Moto Cap carries Honda and Jialing motorcycles. Jialing are one of the many Chinese hondas. They license the designs. Perhaps they actually buy tooling from Honda.

Anyway, Jialing makes a 70 cc step thru basically identical to the Honda Cub. They also sell a 125cc trail bike which looks very nice. The prices for those are $1300 for the step thru and $2100 for the 125 SL.

Moto Cap also had one different Jialing. The JH100 moto is a duplicate of the Honda super 90 design. I always admired those Super 90's and restored 35 year old models go for $2500 or more in the US.

Super Cent This brand new Super 90 plus ( or Super Cent ) cost me $1400 usd. It has an electric start added to it even. Everything else is just as it was in 1965. The wiring is not up to Japanese standards tho.

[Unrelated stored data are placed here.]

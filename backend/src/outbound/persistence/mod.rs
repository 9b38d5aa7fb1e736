//! PostgreSQL persistence adapters using Diesel ORM.
//!
//! Concrete implementations of the relational ports backed by PostgreSQL via
//! `diesel-async` and `bb8` connection pooling.
//!
//! - **Thin adapters**: repositories only translate between Diesel rows and
//!   domain types.
//! - **Internal models**: row structs (`models.rs`) and table definitions
//!   (`schema.rs`) never leave this module.
//! - **Caller-owned transactions**: writes run on the connection held by a
//!   [`DieselTx`]; reads borrow a pooled connection and see committed rows.
//!
//! # Example
//!
//! ```ignore
//! use scriptorium::outbound::persistence::{DbPool, DieselAuthorRepository, PoolConfig};
//!
//! let pool = DbPool::new(PoolConfig::new("postgres://localhost/scriptorium")).await?;
//! let authors = DieselAuthorRepository::new(pool.clone());
//! ```

mod diesel_article_repository;
mod diesel_author_repository;
mod diesel_error_mapping;
mod diesel_transactions;
mod migrations;
mod models;
mod pool;
mod schema;

pub use diesel_article_repository::DieselArticleRepository;
pub use diesel_author_repository::DieselAuthorRepository;
pub use diesel_transactions::{DieselTransactions, DieselTx};
pub use migrations::{MigrationError, run_migrations};
pub use pool::{DbPool, PoolConfig, PoolError};
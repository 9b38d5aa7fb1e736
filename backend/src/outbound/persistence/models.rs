//! Internal Diesel row structs.
//!
//! Implementation details of the persistence layer; never exposed to the
//! domain.

use chrono::{DateTime, Utc};
use diesel::prelude::*;
use uuid::Uuid;

use crate::domain::{Article, ArticleId, ArticleUpdate, Author, AuthorId, AuthorUpdate};

use super::schema::{articles, authors};

/// Row struct for reading from the authors table.
#[derive(Debug, Clone, Queryable, Selectable)]
#[diesel(table_name = authors)]
#[diesel(check_for_backend(diesel::pg::Pg))]
pub(crate) struct AuthorRow {
    pub id: Uuid,
    pub name: String,
    pub email: String,
    pub credential_hash: Option<String>,
    pub created_at: DateTime<Utc>,
    pub updated_at: DateTime<Utc>,
}

impl From<AuthorRow> for Author {
    fn from(row: AuthorRow) -> Self {
        Self {
            id: AuthorId::from_uuid(row.id),
            name: row.name,
            email: row.email,
            credential_hash: row.credential_hash,
            created_at: row.created_at,
            updated_at: row.updated_at,
        }
    }
}

/// Insertable struct for creating author records.
#[derive(Debug, Clone, Insertable)]
#[diesel(table_name = authors)]
pub(crate) struct NewAuthorRow<'a> {
    pub id: Uuid,
    pub name: &'a str,
    pub email: &'a str,
    pub credential_hash: Option<&'a str>,
    pub created_at: DateTime<Utc>,
    pub updated_at: DateTime<Utc>,
}

impl<'a> From<&'a Author> for NewAuthorRow<'a> {
    fn from(author: &'a Author) -> Self {
        Self {
            id: *author.id.as_uuid(),
            name: &author.name,
            email: &author.email,
            credential_hash: author.credential_hash.as_deref(),
            created_at: author.created_at,
            updated_at: author.updated_at,
        }
    }
}

/// Changeset for author updates. `created_at` is never part of it.
#[derive(Debug, Clone, AsChangeset)]
#[diesel(table_name = authors)]
pub(crate) struct AuthorChangeset<'a> {
    pub name: &'a str,
    pub email: &'a str,
    pub updated_at: DateTime<Utc>,
}

impl<'a> From<&'a AuthorUpdate> for AuthorChangeset<'a> {
    fn from(update: &'a AuthorUpdate) -> Self {
        Self {
            name: &update.name,
            email: &update.email,
            updated_at: update.updated_at,
        }
    }
}

/// Row struct for reading from the articles table.
#[derive(Debug, Clone, Queryable, Selectable)]
#[diesel(table_name = articles)]
#[diesel(check_for_backend(diesel::pg::Pg))]
pub(crate) struct ArticleRow {
    pub id: Uuid,
    pub title: String,
    pub body: String,
    pub author_id: Uuid,
    pub created_at: DateTime<Utc>,
    pub updated_at: DateTime<Utc>,
}

impl From<ArticleRow> for Article {
    fn from(row: ArticleRow) -> Self {
        Self {
            id: ArticleId::from_uuid(row.id),
            title: row.title,
            body: row.body,
            author_id: AuthorId::from_uuid(row.author_id),
            created_at: row.created_at,
            updated_at: row.updated_at,
            author: None,
        }
    }
}

/// Insertable struct for creating article records.
#[derive(Debug, Clone, Insertable)]
#[diesel(table_name = articles)]
pub(crate) struct NewArticleRow<'a> {
    pub id: Uuid,
    pub title: &'a str,
    pub body: &'a str,
    pub author_id: Uuid,
    pub created_at: DateTime<Utc>,
    pub updated_at: DateTime<Utc>,
}

impl<'a> From<&'a Article> for NewArticleRow<'a> {
    fn from(article: &'a Article) -> Self {
        Self {
            id: *article.id.as_uuid(),
            title: &article.title,
            body: &article.body,
            author_id: *article.author_id.as_uuid(),
            created_at: article.created_at,
            updated_at: article.updated_at,
        }
    }
}

/// Changeset for article updates. Ownership and `created_at` are fixed.
#[derive(Debug, Clone, AsChangeset)]
#[diesel(table_name = articles)]
pub(crate) struct ArticleChangeset<'a> {
    pub title: &'a str,
    pub body: &'a str,
    pub updated_at: DateTime<Utc>,
}

impl<'a> From<&'a ArticleUpdate> for ArticleChangeset<'a> {
    fn from(update: &'a ArticleUpdate) -> Self {
        Self {
            title: &update.title,
            body: &update.body,
            updated_at: update.updated_at,
        }
    }
}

The shop was closing so I took the battery with fresh acid in it rather than wait for delivery. It would be next wednesday before I could get in again. It took me three hours to get the battery mounted, working on the sidewalk in front of the Hotel Universal in Okap, with all the street hustlers around 'helping'. I bought food for all the street boys, and I gave 20 $HT to the one who was actually helpful.

I parked it outside the Hotel that nite, with two locks on it. They have 24 hour security guards, but this morning the handlebar was out of adjustment and the right foot peg and brake pedal were bent. Lot zenglendos ( other bandits, bad guys) tried to steal it in the night. Not my zenglendos, I was assured. The hotel lets me park it inside the Delco room from then on.

The 125 trail bike would be a better machine, but a $700 usd savings and my lust for a super 90 plus won out. Also, I can just leave it with zamni'm (my friends) in Saint Marc when I leave if selling it is too much trouble. I could rent storage from Moto Cap for my next visit as well.

The actual Honda brand motos are much more expensive. A trail 110, a very good strong moto, costs $4,000 usd. The CT 200, an agricultural model with a generator style pull start, costs $6,000 usd.

Super Cent I told Madame Antoine, the patron of Cap Moto, about the Jawa moto from Czechistan. They sell the Skoda auto from Czech republik as well so I thought she might be interested in the Jawa.

I also told her to look into the Ural moto from Russia. A two wheel drive sidecar rig designed for the Siberian outback, the one place I can imagine with worse conditions than Haiti, costs $6500 or so in the US. They can go places that no jeep could ever go. They were designed to fight the wehrmacht in the winter of the Urals. But, for now, my super 90 plis is just the ticket.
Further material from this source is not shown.